▶ **RECORD EXCERPTS**

BEGIN

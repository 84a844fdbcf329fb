//! Error types for topology construction and mutation.

use thiserror::Error;

/// Errors raised while building or mutating a [`super::Topology`].
#[derive(Clone, Debug, Error, Eq, PartialEq)]
pub enum TopologyError {
    /// Raised when two resources share a name.
    #[error("duplicate resource name: {name}")]
    DuplicateResource {
        /// Name declared more than once.
        name: String,
    },
    /// Raised when a resource declares two bindings with the same name.
    #[error("resource {resource} declares binding {binding} more than once")]
    DuplicateBinding {
        /// Resource declaring the bindings.
        resource: String,
        /// Binding name declared more than once.
        binding: String,
    },
    /// Raised when an environment placeholder names a resource that is not
    /// part of the topology.
    #[error("resource {resource} references missing resource {missing} (env {key})")]
    DanglingReference {
        /// Resource declaring the reference.
        resource: String,
        /// Environment key carrying the placeholder.
        key: String,
        /// Name that could not be resolved.
        missing: String,
    },
    /// Raised when an environment value contains an unparsable placeholder.
    #[error("resource {resource} has a malformed placeholder in env {key}: {message}")]
    MalformedReference {
        /// Resource declaring the value.
        resource: String,
        /// Environment key carrying the value.
        key: String,
        /// Parser diagnostic.
        message: String,
    },
    /// Raised when a resource name is empty or whitespace.
    #[error("resource names must not be empty")]
    EmptyName,
    /// Raised when a mutation names a resource that does not exist.
    #[error("unknown resource: {name}")]
    UnknownResource {
        /// Requested resource name.
        name: String,
    },
    /// Raised when a mutation addresses a binding index out of range.
    #[error("resource {resource} has no binding at index {index}")]
    UnknownBinding {
        /// Resource being mutated.
        resource: String,
        /// Requested binding index.
        index: usize,
    },
    /// Raised when exposure is requested for a binding that does not serve
    /// traffic.
    #[error("binding {binding} of resource {resource} is not servable and cannot be exposed")]
    NotServable {
        /// Resource being mutated.
        resource: String,
        /// Binding name.
        binding: String,
    },
}
impl<'a, C> StagedMerge<'a, C>
where
    C: Console + ?Sized,
{
    /// Creates a merge that resolves conflicts through `console` and stages
    /// under the system temporary directory.
    #[must_use]
    pub const fn new(console: &'a C) -> Self {
        Self {
            console,
            staging_parent: None,
        }
    }

    /// Stages under `parent` instead of the system temporary directory.
    #[must_use]
    pub fn with_staging_parent(mut self, parent: impl Into<Utf8PathBuf>) -> Self {
        self.staging_parent = Some(parent.into());
        self
    }

    /// Classifies every generated path against `root` without writing to
    /// it.
    ///
    /// # Errors
    ///
    /// Returns [`MergeError::Io`] when staging or reading the destination
    /// fails.
    pub fn preview(&self, tree: &VirtualFileTree, root: &Utf8Path) -> Result<MergePlan, MergeError> {
        let staging = Staging::create(self.staging_parent.as_deref())?;
        staging.write_tree(tree)?;
        let plan = staging.classify(tree, root)?;
        staging.close()?;
        Ok(plan)
    }

    /// Merges `tree` into `root`.
    ///
    /// New files are copied, identical files are skipped and conflicting
    /// files are decided in one console prompt. `root` is created when
    /// missing.
    ///
    /// # Errors
    ///
    /// Returns [`MergeError::Console`] when conflicts cannot be resolved and
    /// [`MergeError::Io`] when staging, comparing or copying fails. Files
    /// already copied before a failure stay in place.
    pub fn apply(&self, tree: &VirtualFileTree, root: &Utf8Path) -> Result<MergeReport, MergeError> {
        let staging = Staging::create(self.staging_parent.as_deref())?;
        staging.write_tree(tree)?;
        let plan = staging.classify(tree, root)?;

        let conflicts = plan.conflicts();
        let decisions = if conflicts.is_empty() {
            BTreeMap::new()
        } else {
            info!(
                count = conflicts.len(),
                "generated files differ from the working tree"
            );
            self.console.resolve_conflicts(&conflicts)?
        };

        let target = create_dir(root)?;
        let mut report = MergeReport::default();
        for (path, status) in plan.iter() {
            let accepted = match status {
                FileStatus::New => true,
                FileStatus::Unchanged => {
                    sync_mode(tree, path, &target, root)?;
                    debug!(path = %path, "skipping identical file");
                    report.unchanged.push(path.to_owned());
                    continue;
                }
                FileStatus::Conflict => {
                    matches!(decisions.get(path), Some(ConflictDecision::Overwrite))
                }
            };
            if accepted {
                staging.copy_out(tree, path, &target, root)?;
                debug!(path = %path, "wrote generated file");
                report.written.push(path.to_owned());
            } else {
                info!(path = %path, "kept existing file");
                report.kept.push(path.to_owned());
            }
        }

        staging.close()?;
        Ok(report)
    }

    /// Writes `tree` into `root`, which must not already hold different
    /// files at generated paths.
    ///
    /// # Errors
    ///
    /// Returns [`MergeError::Occupied`] listing the clashing paths, or
    /// [`MergeError::Io`] when staging or copying fails.
    pub fn export(&self, tree: &VirtualFileTree, root: &Utf8Path) -> Result<MergeReport, MergeError> {
        let staging = Staging::create(self.staging_parent.as_deref())?;
        staging.write_tree(tree)?;
        let plan = staging.classify(tree, root)?;

        let occupied = plan.conflicts();
        if !occupied.is_empty() {
            return Err(MergeError::Occupied { paths: occupied });
        }

        let target = create_dir(root)?;
        let mut report = MergeReport::default();
        for path in plan.with_status(FileStatus::New) {
            staging.copy_out(tree, &path, &target, root)?;
            report.written.push(path);
        }
        for path in plan.with_status(FileStatus::Unchanged) {
            sync_mode(tree, &path, &target, root)?;
            report.unchanged.push(path);
        }
        staging.close()?;
        Ok(report)
    }
}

END

▶ **EXERCISE DIRECTIONS**
All the data needs repeating. Return it exactly.

▶ **WORKED SOLUTION**
repository 84a844fdbcf329fb
//! Error types for topology construction and mutation.

use thiserror::Error;

/// Errors raised while building or mutating a [`super::Topology`].
#[derive(Clone, Debug, Error, Eq, PartialEq)]
pub enum TopologyError {
    /// Raised when two resources share a name.
    #[error("duplicate resource name: {name}")]
    DuplicateResource {
        /// Name declared more than once.
        name: String,
    },
    /// Raised when a resource declares two bindings with the same name.
    #[error("resource {resource} declares binding {binding} more than once")]
    DuplicateBinding {
        /// Resource declaring the bindings.
        resource: String,
        /// Binding name declared more than once.
        binding: String,
    },
    /// Raised when an environment placeholder names a resource that is not
    /// part of the topology.
    #[error("resource {resource} references missing resource {missing} (env {key})")]
    DanglingReference {
        /// Resource declaring the reference.
        resource: String,
        /// Environment key carrying the placeholder.
        key: String,
        /// Name that could not be resolved.
        missing: String,
    },
    /// Raised when an environment value contains an unparsable placeholder.
    #[error("resource {resource} has a malformed placeholder in env {key}: {message}")]
    MalformedReference {
        /// Resource declaring the value.
        resource: String,
        /// Environment key carrying the value.
        key: String,
        /// Parser diagnostic.
        message: String,
    },
    /// Raised when a resource name is empty or whitespace.
    #[error("resource names must not be empty")]
    EmptyName,
    /// Raised when a mutation names a resource that does not exist.
    #[error("unknown resource: {name}")]
    UnknownResource {
        /// Requested resource name.
        name: String,
    },
    /// Raised when a mutation addresses a binding index out of range.
    #[error("resource {resource} has no binding at index {index}")]
    UnknownBinding {
        /// Resource being mutated.
        resource: String,
        /// Requested binding index.
        index: usize,
    },
    /// Raised when exposure is requested for a binding that does not serve
    /// traffic.
    #[error("binding {binding} of resource {resource} is not servable and cannot be exposed")]
    NotServable {
        /// Resource being mutated.
        resource: String,
        /// Binding name.
        binding: String,
    },
}
impl<'a, C> StagedMerge<'a, C>
where
    C: Console + ?Sized,
{
    /// Creates a merge that resolves conflicts through `console` and stages
    /// under the system temporary directory.
    #[must_use]
    pub const fn new(console: &'a C) -> Self {
        Self {
            console,
            staging_parent: None,
        }
    }

    /// Stages under `parent` instead of the system temporary directory.
    #[must_use]
    pub fn with_staging_parent(mut self, parent: impl Into<Utf8PathBuf>) -> Self {
        self.staging_parent = Some(parent.into());
        self
    }

    /// Classifies every generated path against `root` without writing to
    /// it.
    ///
    /// # Errors
    ///
    /// Returns [`MergeError::Io`] when staging or reading the destination
    /// fails.
    pub fn preview(&self, tree: &VirtualFileTree, root: &Utf8Path) -> Result<MergePlan, MergeError> {
        let staging = Staging::create(self.staging_parent.as_deref())?;
        staging.write_tree(tree)?;
        let plan = staging.classify(tree, root)?;
        staging.close()?;
        Ok(plan)
    }

    /// Merges `tree` into `root`.
    ///
    /// New files are copied, identical files are skipped and conflicting
    /// files are decided in one console prompt. `root` is created when
    /// missing.
    ///
    /// # Errors
    ///
    /// Returns [`MergeError::Console`] when conflicts cannot be resolved and
    /// [`MergeError::Io`] when staging, comparing or copying fails. Files
    /// already copied before a failure stay in place.
    pub fn apply(&self, tree: &VirtualFileTree, root: &Utf8Path) -> Result<MergeReport, MergeError> {
        let staging = Staging::create(self.staging_parent.as_deref())?;
        staging.write_tree(tree)?;
        let plan = staging.classify(tree, root)?;

        let conflicts = plan.conflicts();
        let decisions = if conflicts.is_empty() {
            BTreeMap::new()
        } else {
            info!(
                count = conflicts.len(),
                "generated files differ from the working tree"
            );
            self.console.resolve_conflicts(&conflicts)?
        };

        let target = create_dir(root)?;
        let mut report = MergeReport::default();
        for (path, status) in plan.iter() {
            let accepted = match status {
                FileStatus::New => true,
                FileStatus::Unchanged => {
                    sync_mode(tree, path, &target, root)?;
                    debug!(path = %path, "skipping identical file");
                    report.unchanged.push(path.to_owned());
                    continue;
                }
                FileStatus::Conflict => {
                    matches!(decisions.get(path), Some(ConflictDecision::Overwrite))
                }
            };
            if accepted {
                staging.copy_out(tree, path, &target, root)?;
                debug!(path = %path, "wrote generated file");
                report.written.push(path.to_owned());
            } else {
                info!(path = %path, "kept existing file");
                report.kept.push(path.to_owned());
            }
        }

        staging.close()?;
        Ok(report)
    }

    /// Writes `tree` into `root`, which must not already hold different
    /// files at generated paths.
    ///
    /// # Errors
    ///
    /// Returns [`MergeError::Occupied`] listing the clashing paths, or
    /// [`MergeError::Io`] when staging or copying fails.
    pub fn export(&self, tree: &VirtualFileTree, root: &Utf8Path) -> Result<MergeReport, MergeError> {
        let staging = Staging::create(self.staging_parent.as_deref())?;
        staging.write_tree(tree)?;
        let plan = staging.classify(tree, root)?;

        let occupied = plan.conflicts();
        if !occupied.is_empty() {
            return Err(MergeError::Occupied { paths: occupied });
        }

        let target = create_dir(root)?;
        let mut report = MergeReport::default();
        for path in plan.with_status(FileStatus::New) {
            staging.copy_out(tree, &path, &target, root)?;
            report.written.push(path);
        }
        for path in plan.with_status(FileStatus::Unchanged) {
            sync_mode(tree, &path, &target, root)?;
            report.unchanged.push(path);
        }
        staging.close()?;
        Ok(report)
    }
}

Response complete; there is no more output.